[Dataset excerpts]
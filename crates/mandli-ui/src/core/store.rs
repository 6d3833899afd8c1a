//! App-wide yewdux store slices.
//!
//! # Design
//! - Portal state that must survive route changes lives here.
//! - The locale is not a slice; it is owned by the locale provider.
//! - Nothing is persisted: a reload reseeds from fixtures.

use crate::features::admin::state::AdminState;
use crate::features::customer::state::CustomerSession;
use yewdux::store::Store;

/// Global application store.
#[derive(Clone, Debug, PartialEq, Store, Default)]
pub struct AppStore {
    /// Customer portal session.
    pub customer: CustomerSession,
    /// Admin portal data.
    pub admin: AdminState,
}

#[cfg(test)]
mod tests {
    use super::AppStore;
    use crate::features::admin::state::{StaffRole, toggle_role};

    #[test]
    fn default_store_is_logged_out_and_seeded() {
        let mut store = AppStore::default();
        assert!(!store.customer.logged_in);
        assert!(!store.admin.loans.is_empty());
        let before = store.clone();
        assert_eq!(toggle_role(&mut store.admin, "Carol"), Some(StaffRole::Admin));
        assert_ne!(store, before);
    }
}
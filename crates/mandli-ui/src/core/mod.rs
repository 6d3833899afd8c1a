//! Core, DOM-free primitives and helpers for the Web UI.
pub mod config;
pub mod data;
pub mod format;
pub mod store;
pub mod theme;
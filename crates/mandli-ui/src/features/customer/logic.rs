//! Derived rows for the customer dashboard.

use crate::core::format::{days_until, is_near_maturity};
use chrono::NaiveDate;
use mandli_models::FixedDeposit;

/// Fixed deposit with its maturity countdown.
#[derive(Clone, Debug, PartialEq)]
pub struct DepositCountdown {
    /// Underlying deposit.
    pub deposit: FixedDeposit,
    /// Days left until maturity (negative once matured).
    pub days_left: i64,
    /// Whether the row is highlighted as maturing soon.
    pub near_maturity: bool,
}

/// Attach countdowns to deposits, preserving fixture order.
#[must_use]
pub fn deposit_countdowns(deposits: &[FixedDeposit], today: NaiveDate) -> Vec<DepositCountdown> {
    deposits
        .iter()
        .map(|deposit| {
            let days_left = days_until(deposit.maturity_date, today);
            DepositCountdown {
                deposit: deposit.clone(),
                days_left,
                near_maturity: is_near_maturity(days_left),
            }
        })
        .collect()
}

#[cfg(test)]
mod tests {
    use super::*;

    fn deposit(id: &str, maturity: NaiveDate) -> FixedDeposit {
        FixedDeposit {
            id: id.into(),
            amount: 10_000.0,
            rate: 7.0,
            maturity_date: maturity,
        }
    }

    #[test]
    fn countdowns_flag_deposits_inside_the_window() {
        let today = NaiveDate::from_ymd_opt(2026, 10, 18).unwrap_or_default();
        let soon = NaiveDate::from_ymd_opt(2026, 11, 5).unwrap_or_default();
        let later = NaiveDate::from_ymd_opt(2027, 3, 31).unwrap_or_default();
        let rows = deposit_countdowns(&[deposit("a", later), deposit("b", soon)], today);
        assert_eq!(rows.len(), 2);
        assert_eq!(rows[0].deposit.id, "a");
        assert!(!rows[0].near_maturity);
        assert_eq!(rows[1].days_left, 18);
        assert!(rows[1].near_maturity);
    }
}
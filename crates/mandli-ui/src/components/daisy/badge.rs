use super::foundations::DaisyColor;
use yew::prelude::*;

#[derive(Properties, PartialEq)]
pub(crate) struct BadgeProps {
    #[prop_or_default]
    pub children: Children,
    #[prop_or_default]
    pub tone: Option<DaisyColor>,
    #[prop_or_default]
    pub class: Classes,
}

#[function_component(Badge)]
pub(crate) fn badge(props: &BadgeProps) -> Html {
    let classes = classes!(
        "badge",
        props.tone.map(|tone| tone.with_prefix("badge")),
        props.class.clone()
    );
    html! {
        <span class={classes}>
            { for props.children.iter() }
        </span>
    }
}
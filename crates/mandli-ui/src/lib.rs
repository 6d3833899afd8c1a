#![forbid(unsafe_code)]
#![deny(
    clippy::all,
    clippy::pedantic,
    clippy::nursery,
    rustdoc::broken_intra_doc_links,
    rustdoc::bare_urls
)]
#![warn(unused, unreachable_pub, missing_docs)]
#![allow(clippy::module_name_repetitions)]
#![allow(clippy::multiple_crate_versions)]
//! Mandli Bank web UI.
//!
//! A Yew front-end for a cooperative bank demo: a landing page, customer,
//! member and admin portals rendered from embedded fixtures, and a checkout
//! page. Every DOM-free piece (translations, the locale resolver, formatting,
//! portal reducers) builds and tests natively; views are wasm-only.

pub mod core;
pub mod features;
pub mod i18n;
pub mod models;

#[cfg(target_arch = "wasm32")]
pub mod services;

#[cfg(target_arch = "wasm32")]
mod app;
#[cfg(target_arch = "wasm32")]
mod components;

#[cfg(target_arch = "wasm32")]
pub use app::run_app;
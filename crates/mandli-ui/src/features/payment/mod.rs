//! Payment page: single fixed-amount checkout.

pub mod state;
#[cfg(target_arch = "wasm32")]
pub(crate) mod view;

EXERCISE BRIEF: Could you repeat every record above exactly as it is written?

OUTPUT FOR THIS TASK:
filename crates/mandli-ui/src/core/store.rs
repository 6d3833899afd8c1a
//! App-wide yewdux store slices.
//!
//! # Design
//! - Portal state that must survive route changes lives here.
//! - The locale is not a slice; it is owned by the locale provider.
//! - Nothing is persisted: a reload reseeds from fixtures.

use crate::features::admin::state::AdminState;
use crate::features::customer::state::CustomerSession;
use yewdux::store::Store;

/// Global application store.
#[derive(Clone, Debug, PartialEq, Store, Default)]
pub struct AppStore {
    /// Customer portal session.
    pub customer: CustomerSession,
    /// Admin portal data.
    pub admin: AdminState,
}

#[cfg(test)]
mod tests {
    use super::AppStore;
    use crate::features::admin::state::{StaffRole, toggle_role};

    #[test]
    fn default_store_is_logged_out_and_seeded() {
        let mut store = AppStore::default();
        assert!(!store.customer.logged_in);
        assert!(!store.admin.loans.is_empty());
        let before = store.clone();
        assert_eq!(toggle_role(&mut store.admin, "Carol"), Some(StaffRole::Admin));
        assert_ne!(store, before);
    }
}
filename crates/mandli-ui/src/core/mod.rs
repository 6d3833899afd8c1a
//! Core, DOM-free primitives and helpers for the Web UI.
pub mod config;
pub mod data;
pub mod format;
pub mod store;
pub mod theme;
filename crates/mandli-ui/src/features/customer/logic.rs
//! Derived rows for the customer dashboard.

use crate::core::format::{days_until, is_near_maturity};
use chrono::NaiveDate;
use mandli_models::FixedDeposit;

/// Fixed deposit with its maturity countdown.
#[derive(Clone, Debug, PartialEq)]
pub struct DepositCountdown {
    /// Underlying deposit.
    pub deposit: FixedDeposit,
    /// Days left until maturity (negative once matured).
    pub days_left: i64,
    /// Whether the row is highlighted as maturing soon.
    pub near_maturity: bool,
}

/// Attach countdowns to deposits, preserving fixture order.
#[must_use]
pub fn deposit_countdowns(deposits: &[FixedDeposit], today: NaiveDate) -> Vec<DepositCountdown> {
    deposits
        .iter()
        .map(|deposit| {
            let days_left = days_until(deposit.maturity_date, today);
            DepositCountdown {
                deposit: deposit.clone(),
                days_left,
                near_maturity: is_near_maturity(days_left),
            }
        })
        .collect()
}

#[cfg(test)]
mod tests {
    use super::*;

    fn deposit(id: &str, maturity: NaiveDate) -> FixedDeposit {
        FixedDeposit {
            id: id.into(),
            amount: 10_000.0,
            rate: 7.0,
            maturity_date: maturity,
        }
    }

    #[test]
    fn countdowns_flag_deposits_inside_the_window() {
        let today = NaiveDate::from_ymd_opt(2026, 10, 18).unwrap_or_default();
        let soon = NaiveDate::from_ymd_opt(2026, 11, 5).unwrap_or_default();
        let later = NaiveDate::from_ymd_opt(2027, 3, 31).unwrap_or_default();
        let rows = deposit_countdowns(&[deposit("a", later), deposit("b", soon)], today);
        assert_eq!(rows.len(), 2);
        assert_eq!(rows[0].deposit.id, "a");
        assert!(!rows[0].near_maturity);
        assert_eq!(rows[1].days_left, 18);
        assert!(rows[1].near_maturity);
    }
}
filename crates/mandli-ui/src/components/daisy/badge.rs
use super::foundations::DaisyColor;
use yew::prelude::*;

#[derive(Properties, PartialEq)]
pub(crate) struct BadgeProps {
    #[prop_or_default]
    pub children: Children,
    #[prop_or_default]
    pub tone: Option<DaisyColor>,
    #[prop_or_default]
    pub class: Classes,
}

#[function_component(Badge)]
pub(crate) fn badge(props: &BadgeProps) -> Html {
    let classes = classes!(
        "badge",
        props.tone.map(|tone| tone.with_prefix("badge")),
        props.class.clone()
    );
    html! {
        <span class={classes}>
            { for props.children.iter() }
        </span>
    }
}
filename crates/mandli-ui/src/lib.rs
repository 6d3833899afd8c1a
#![forbid(unsafe_code)]
#![deny(
    clippy::all,
    clippy::pedantic,
    clippy::nursery,
    rustdoc::broken_intra_doc_links,
    rustdoc::bare_urls
)]
#![warn(unused, unreachable_pub, missing_docs)]
#![allow(clippy::module_name_repetitions)]
#![allow(clippy::multiple_crate_versions)]
//! Mandli Bank web UI.
//!
//! A Yew front-end for a cooperative bank demo: a landing page, customer,
//! member and admin portals rendered from embedded fixtures, and a checkout
//! page. Every DOM-free piece (translations, the locale resolver, formatting,
//! portal reducers) builds and tests natively; views are wasm-only.

pub mod core;
pub mod features;
pub mod i18n;
pub mod models;

#[cfg(target_arch = "wasm32")]
pub mod services;

#[cfg(target_arch = "wasm32")]
mod app;
#[cfg(target_arch = "wasm32")]
mod components;

#[cfg(target_arch = "wasm32")]
pub use app::run_app;
filename crates/mandli-ui/src/features/payment/mod.rs
//! Payment page: single fixed-amount checkout.

pub mod state;
#[cfg(target_arch = "wasm32")]
pub(crate) mod view;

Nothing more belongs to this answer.